Choix opportun, tant cette «action théâtrale» en deux parties sur un livret de Métastase reste tout aussi rare, malgré sa modestie (quatre-vingt-cinq minutes, quatre solistes, une formation de chambre), qu’originale, avec une ouverture étonnamment développée et, surtout, une forme où les airs (au nombre de six) sont reliés entre eux par des récitatifs accompagnés, certains instruments (violon, violoncelle, flûte, basson) se détachant même parfois de l’orchestre, notamment dans l’unique ensemble conclusif.
Dans la luminosité du sable blanc qui recouvre le plateau, Dominique Pitoiset et Stephen Taylor ont opté pour une mise en scène à la fois fraîche et au second degré, suivant de près les inflexions du texte ou de la musique et raillant gentiment les invraisemblances de l’intrigue ainsi que la figure obligée de l’île déserte: clins d’œil et anachronismes culminent dans le final avec une plage très Club Med.
Articulation claire, justesse irréprochable, émission stable, timbre rond, puissance contrôlée, Diana Axentii (Costanza) en perdrait presque en naturel. Favorisée par le caractère plus actif de Silvia, qui est à sa sœur Costanza ce que Dorabella est à Fiordiligi, Marie-Bénédicte Souquet, vive et piquante, démontre un indéniable charisme, peut-être au détriment de la précision du chant, même s’il est vrai que la tessiture de son rôle est particulièrement étendue. Nuancé au point de ne toujours passer un orchestre à l’effectif pourtant réduit (une flûte, hautbois, bassons et cors par deux, timbales, vingt cordes), Ivan Geissler (Enrico) se distingue cependant par une belle voix de baryton élevé, mais aussi par son élégance et la qualité de sa diction.

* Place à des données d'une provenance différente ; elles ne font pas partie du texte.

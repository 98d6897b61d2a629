/// Static rule tables — loading, validation, and read-only lookup.

use rustc_hash::FxHashMap;
use serde::{Deserialize, Serialize};
use std::path::Path;
use thiserror::Error;

use crate::core::normalize::normalize;
use crate::schema::rules::{
    CompositePart, NameRoot, RootGloss, RulePhrases, TheophoricSuffix, Toponym, WordNote,
};

const BUILTIN_RULES: &str = include_str!("../../onomastic_data/rules.ron");

/// Shortest and longest accepted onomastic root, in characters.
pub const ROOT_KEY_LEN: std::ops::RangeInclusive<usize> = 2..=4;

#[derive(Debug, Error)]
pub enum DataError {
    #[error("IO error: {0}")]
    Io(#[from] std::io::Error),
    #[error("RON deserialization error: {0}")]
    Ron(#[from] ron::error::SpannedError),
    #[error("JSON deserialization error: {0}")]
    Json(#[from] serde_json::Error),
    #[error("template parse error: {0}")]
    TemplateParse(String),
    #[error("invalid cue pattern: {0}")]
    Regex(#[from] regex::Error),
    #[error("invalid table entry: {0}")]
    InvalidEntry(String),
}

/// The rule tables exactly as written in a RON data file.
#[derive(Debug, Clone, Serialize, Deserialize)]
#[serde(rename = "RuleTables")]
pub struct RuleTables {
    pub roots: Vec<NameRoot>,
    pub theophoric_suffixes: Vec<TheophoricSuffix>,
    pub root_glosses: Vec<RootGloss>,
    pub toponyms: Vec<Toponym>,
    pub virtues: Vec<WordNote>,
    pub celestial: Vec<WordNote>,
    pub nature: Vec<WordNote>,
    pub elements: Vec<WordNote>,
    pub composite_parts: Vec<CompositePart>,
    pub phrases: RulePhrases,
}

/// Validated, normalized rule tables with lookup indexes.
///
/// Built once and then only read; every analysis function takes it by
/// reference.
#[derive(Debug, Clone)]
pub struct RuleSet {
    tables: RuleTables,
    root_index: FxHashMap<String, usize>,
    /// Composite parts, longest key first (stable for equal lengths).
    composites_by_length: Vec<CompositePart>,
}

impl RuleSet {
    /// The rule tables compiled into the crate.
    pub fn builtin() -> Result<RuleSet, DataError> {
        Self::parse_ron(BUILTIN_RULES)
    }

    /// Load rule tables from a RON file.
    pub fn load_from_ron(path: &Path) -> Result<RuleSet, DataError> {
        let contents = std::fs::read_to_string(path)?;
        Self::parse_ron(&contents)
    }

    /// Parse rule tables from a RON string.
    pub fn parse_ron(input: &str) -> Result<RuleSet, DataError> {
        let tables: RuleTables = ron::from_str(input)?;
        Self::from_tables(tables)
    }

    /// Normalize every key and build the indexes.
    pub fn from_tables(mut tables: RuleTables) -> Result<RuleSet, DataError> {
        let mut root_index = FxHashMap::default();
        for (i, root) in tables.roots.iter_mut().enumerate() {
            root.key = normalize(&root.key);
            let len = root.key.chars().count();
            if !ROOT_KEY_LEN.contains(&len) {
                return Err(DataError::InvalidEntry(format!(
                    "root '{}' must be 2-4 characters, got {}",
                    root.key, len
                )));
            }
            if root_index.insert(root.key.clone(), i).is_some() {
                return Err(DataError::InvalidEntry(format!(
                    "duplicate root '{}'",
                    root.key
                )));
            }
        }

        for suffix in &mut tables.theophoric_suffixes {
            suffix.suffix = normalize(&suffix.suffix);
        }
        for gloss in &mut tables.root_glosses {
            gloss.key = normalize(&gloss.key);
        }
        for toponym in &mut tables.toponyms {
            toponym.name = normalize(&toponym.name);
        }
        for list in [
            &mut tables.virtues,
            &mut tables.celestial,
            &mut tables.nature,
            &mut tables.elements,
        ] {
            for word in list.iter_mut() {
                word.key = normalize(&word.key);
            }
        }
        for part in &mut tables.composite_parts {
            part.key = normalize(&part.key);
        }

        let empty_key = tables
            .theophoric_suffixes
            .iter()
            .map(|s| &s.suffix)
            .chain(tables.root_glosses.iter().map(|g| &g.key))
            .chain(tables.composite_parts.iter().map(|p| &p.key))
            .any(|k| k.is_empty());
        if empty_key {
            return Err(DataError::InvalidEntry(
                "suffix, gloss and composite keys must be non-empty".to_string(),
            ));
        }

        let mut composites_by_length = tables.composite_parts.clone();
        composites_by_length.sort_by(|a, b| b.key.len().cmp(&a.key.len()));

        Ok(RuleSet {
            tables,
            root_index,
            composites_by_length,
        })
    }

    pub fn tables(&self) -> &RuleTables {
        &self.tables
    }

    pub fn phrases(&self) -> &RulePhrases {
        &self.tables.phrases
    }

    /// Look up a root by its normalized key.
    pub fn root(&self, key: &str) -> Option<&NameRoot> {
        self.root_index.get(key).map(|&i| &self.tables.roots[i])
    }

    /// Composite parts ordered for greedy longest-match scanning.
    pub fn composites_longest_first(&self) -> &[CompositePart] {
        &self.composites_by_length
    }

    /// Look up a composite part by its exact normalized key.
    pub fn composite(&self, key: &str) -> Option<&CompositePart> {
        self.tables.composite_parts.iter().find(|p| p.key == key)
    }
}

#[cfg(test)]
mod tests {
    use super::*;
    use crate::schema::rules::RuleKind;

    fn minimal_ron(roots: &str) -> String {
        format!(
            r#"RuleTables(
                roots: [{roots}],
                theophoric_suffixes: [(suffix: "el", note: "theophoric")],
                root_glosses: [(key: "Luc", gloss: "light")],
                toponyms: [(name: "Ávila", note: "a walled city")],
                virtues: [],
                celestial: [(key: "Sol", note: "sun")],
                nature: [],
                elements: [],
                composite_parts: [
                    (key: "mar", kind: nature, note: "sea"),
                    (key: "maria", kind: root, note: "Mary"),
                    (key: "sol", kind: celestial, note: "sun"),
                ],
                phrases: (
                    theophoric_meaning: "Theophoric.",
                    theophoric_origin: "Hebrew",
                    nuances_prefix: "Associated nuances:",
                    virtue: "Virtue.",
                    celestial: "Celestial.",
                    nature: "Nature.",
                    element: "Element.",
                    fusion_prefix: "Fusion of meanings:",
                    compound_origin: "Modern composition",
                    compound_meaning: "Two names.",
                    roots_origin: "Mixed",
                    roots_meaning_prefix: "Echoes:",
                    roots_meaning_suffix: "Steady.",
                    coined_meaning: "Coined.",
                ),
            )"#
        )
    }

    #[test]
    fn builtin_rules_load() {
        let rules = RuleSet::builtin().unwrap();
        assert!(!rules.tables().roots.is_empty());
        let ana = rules.root("ana").unwrap();
        assert_eq!(ana.origin, "Hebrew");
        assert_eq!(ana.gloss, "grace, compassion");
    }

    #[test]
    fn keys_are_normalized_on_load() {
        let rules = RuleSet::parse_ron(&minimal_ron(
            r#"(key: "ÁNA", origin: "Hebrew", gloss: "grace")"#,
        ))
        .unwrap();
        assert!(rules.root("ana").is_some());
        assert_eq!(rules.tables().root_glosses[0].key, "luc");
        assert_eq!(rules.tables().toponyms[0].name, "avila");
        assert_eq!(rules.tables().celestial[0].key, "sol");
    }

    #[test]
    fn root_length_enforced() {
        let err = RuleSet::parse_ron(&minimal_ron(
            r#"(key: "sophia", origin: "Greek", gloss: "wisdom")"#,
        ))
        .unwrap_err();
        assert!(matches!(err, DataError::InvalidEntry(_)));

        let err = RuleSet::parse_ron(&minimal_ron(r#"(key: "a", origin: "?", gloss: "?")"#))
            .unwrap_err();
        assert!(matches!(err, DataError::InvalidEntry(_)));
    }

    #[test]
    fn duplicate_roots_rejected() {
        let err = RuleSet::parse_ron(&minimal_ron(
            r#"(key: "ana", origin: "Hebrew", gloss: "grace"),
               (key: "Ána", origin: "Hebrew", gloss: "grace")"#,
        ))
        .unwrap_err();
        assert!(matches!(err, DataError::InvalidEntry(_)));
    }

    #[test]
    fn composites_sorted_longest_first() {
        let rules = RuleSet::parse_ron(&minimal_ron("")).unwrap();
        let keys: Vec<&str> = rules
            .composites_longest_first()
            .iter()
            .map(|p| p.key.as_str())
            .collect();
        assert_eq!(keys, vec!["maria", "mar", "sol"]);
        assert_eq!(rules.composite("sol").unwrap().kind, RuleKind::Celestial);
        assert!(rules.composite("so").is_none());
    }

    #[test]
    fn malformed_ron_is_an_error() {
        assert!(matches!(
            RuleSet::parse_ron("RuleTables(roots: ["),
            Err(DataError::Ron(_))
        ));
    }
}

Xavier Mas (Gernando) convainc par de superbes phrasés, un legato très séduisant et les chaudes couleurs de son registre grave.
Comme il n’y a pas de raison que la seconde distribution ne soit pas de même niveau, l’Atelier lyrique, dirigé depuis septembre dernier par Christian Schirm, a donc effectué ici un remarquable travail. Force est de constater en revanche que les musiciens du Jeune orchestre Atlantique ne boxent hélas pas dans la même catégorie: incapacité à suivre les chanteurs, cordes peu homogènes, cors aux attaques imprécises, seul le flûtiste tirant son épingle du jeu. Cela étant, Jeanne Lamon, avec un sens dramatique indéniable, parvient heureusement à animer les longues et versatiles séquences de récitatif accompagné.